* _EXERCISE AIM_:
Lines from the one containing "tracing_subscriber::fmt()" through the last line of the data are to be repeated word for word, both ends included.

* _RECORD SET_:
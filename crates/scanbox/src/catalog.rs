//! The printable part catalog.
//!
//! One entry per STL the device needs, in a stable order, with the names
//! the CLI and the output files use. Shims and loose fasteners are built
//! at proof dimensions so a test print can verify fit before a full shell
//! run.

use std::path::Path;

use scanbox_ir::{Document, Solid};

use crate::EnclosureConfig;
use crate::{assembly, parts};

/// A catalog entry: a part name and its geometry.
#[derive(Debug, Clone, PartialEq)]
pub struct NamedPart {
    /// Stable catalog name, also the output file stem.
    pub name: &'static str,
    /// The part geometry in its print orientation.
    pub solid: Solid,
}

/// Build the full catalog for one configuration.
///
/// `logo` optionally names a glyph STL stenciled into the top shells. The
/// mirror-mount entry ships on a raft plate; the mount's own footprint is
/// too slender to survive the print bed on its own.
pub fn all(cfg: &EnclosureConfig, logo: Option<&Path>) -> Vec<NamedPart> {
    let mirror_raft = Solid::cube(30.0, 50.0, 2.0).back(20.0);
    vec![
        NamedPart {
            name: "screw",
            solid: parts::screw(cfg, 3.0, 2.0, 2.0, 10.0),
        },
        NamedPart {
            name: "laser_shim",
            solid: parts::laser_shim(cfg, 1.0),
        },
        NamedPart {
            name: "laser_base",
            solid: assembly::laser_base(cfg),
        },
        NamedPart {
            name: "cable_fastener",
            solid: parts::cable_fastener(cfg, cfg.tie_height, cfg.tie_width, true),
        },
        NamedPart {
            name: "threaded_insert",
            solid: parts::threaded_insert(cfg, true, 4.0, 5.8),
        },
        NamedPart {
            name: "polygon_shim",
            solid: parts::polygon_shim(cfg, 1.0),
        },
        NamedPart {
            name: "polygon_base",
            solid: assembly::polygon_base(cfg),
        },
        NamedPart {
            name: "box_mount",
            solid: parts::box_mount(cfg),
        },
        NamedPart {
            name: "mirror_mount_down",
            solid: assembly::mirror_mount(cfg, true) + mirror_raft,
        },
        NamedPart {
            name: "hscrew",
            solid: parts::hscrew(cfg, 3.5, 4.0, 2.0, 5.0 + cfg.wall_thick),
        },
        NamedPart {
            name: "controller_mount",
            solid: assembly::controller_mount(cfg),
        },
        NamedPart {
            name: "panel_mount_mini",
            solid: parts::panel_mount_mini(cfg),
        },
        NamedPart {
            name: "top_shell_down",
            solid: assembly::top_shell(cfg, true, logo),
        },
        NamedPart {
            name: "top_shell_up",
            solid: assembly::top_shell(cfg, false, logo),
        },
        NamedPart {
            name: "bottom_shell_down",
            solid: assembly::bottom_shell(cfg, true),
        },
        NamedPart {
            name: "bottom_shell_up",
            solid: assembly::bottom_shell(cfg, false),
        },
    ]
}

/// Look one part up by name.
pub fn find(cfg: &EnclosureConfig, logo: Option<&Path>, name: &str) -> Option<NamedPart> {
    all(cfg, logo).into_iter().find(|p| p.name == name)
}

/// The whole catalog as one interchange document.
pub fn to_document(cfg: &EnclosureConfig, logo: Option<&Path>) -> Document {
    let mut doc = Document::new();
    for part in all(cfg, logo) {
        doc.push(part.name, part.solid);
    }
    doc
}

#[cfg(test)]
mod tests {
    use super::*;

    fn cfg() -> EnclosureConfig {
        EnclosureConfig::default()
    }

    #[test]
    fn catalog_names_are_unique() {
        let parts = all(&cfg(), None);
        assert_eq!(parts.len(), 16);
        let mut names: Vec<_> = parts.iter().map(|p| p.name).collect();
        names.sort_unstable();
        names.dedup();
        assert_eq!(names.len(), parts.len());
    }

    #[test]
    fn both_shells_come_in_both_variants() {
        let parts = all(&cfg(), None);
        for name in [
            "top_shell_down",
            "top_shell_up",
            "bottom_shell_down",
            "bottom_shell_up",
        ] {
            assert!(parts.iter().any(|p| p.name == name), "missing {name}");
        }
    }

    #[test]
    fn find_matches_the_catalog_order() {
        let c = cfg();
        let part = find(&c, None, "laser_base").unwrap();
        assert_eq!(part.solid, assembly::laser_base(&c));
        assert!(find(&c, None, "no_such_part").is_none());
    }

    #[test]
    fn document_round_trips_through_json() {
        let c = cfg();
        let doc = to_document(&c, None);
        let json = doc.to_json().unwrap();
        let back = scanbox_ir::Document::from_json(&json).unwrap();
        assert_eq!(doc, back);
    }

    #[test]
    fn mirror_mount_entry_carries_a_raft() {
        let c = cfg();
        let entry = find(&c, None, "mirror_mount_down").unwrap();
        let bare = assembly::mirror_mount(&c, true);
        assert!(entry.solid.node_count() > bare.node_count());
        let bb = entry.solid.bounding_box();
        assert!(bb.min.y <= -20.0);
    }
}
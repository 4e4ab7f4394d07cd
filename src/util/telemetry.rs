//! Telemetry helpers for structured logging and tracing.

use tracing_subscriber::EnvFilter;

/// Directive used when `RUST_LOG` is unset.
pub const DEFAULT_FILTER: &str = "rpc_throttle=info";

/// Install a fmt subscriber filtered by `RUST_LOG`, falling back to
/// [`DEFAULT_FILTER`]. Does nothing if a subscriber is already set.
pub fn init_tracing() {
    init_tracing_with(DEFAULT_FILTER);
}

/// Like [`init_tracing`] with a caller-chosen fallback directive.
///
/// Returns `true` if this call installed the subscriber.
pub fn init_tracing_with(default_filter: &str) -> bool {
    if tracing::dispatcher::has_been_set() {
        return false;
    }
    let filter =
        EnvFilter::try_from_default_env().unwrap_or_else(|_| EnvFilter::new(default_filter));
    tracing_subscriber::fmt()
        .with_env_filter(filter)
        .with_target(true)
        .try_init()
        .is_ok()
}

* _ANSWER SECTION_:
    tracing_subscriber::fmt()
        .with_env_filter(filter)
        .with_target(true)
        .try_init()
        .is_ok()
}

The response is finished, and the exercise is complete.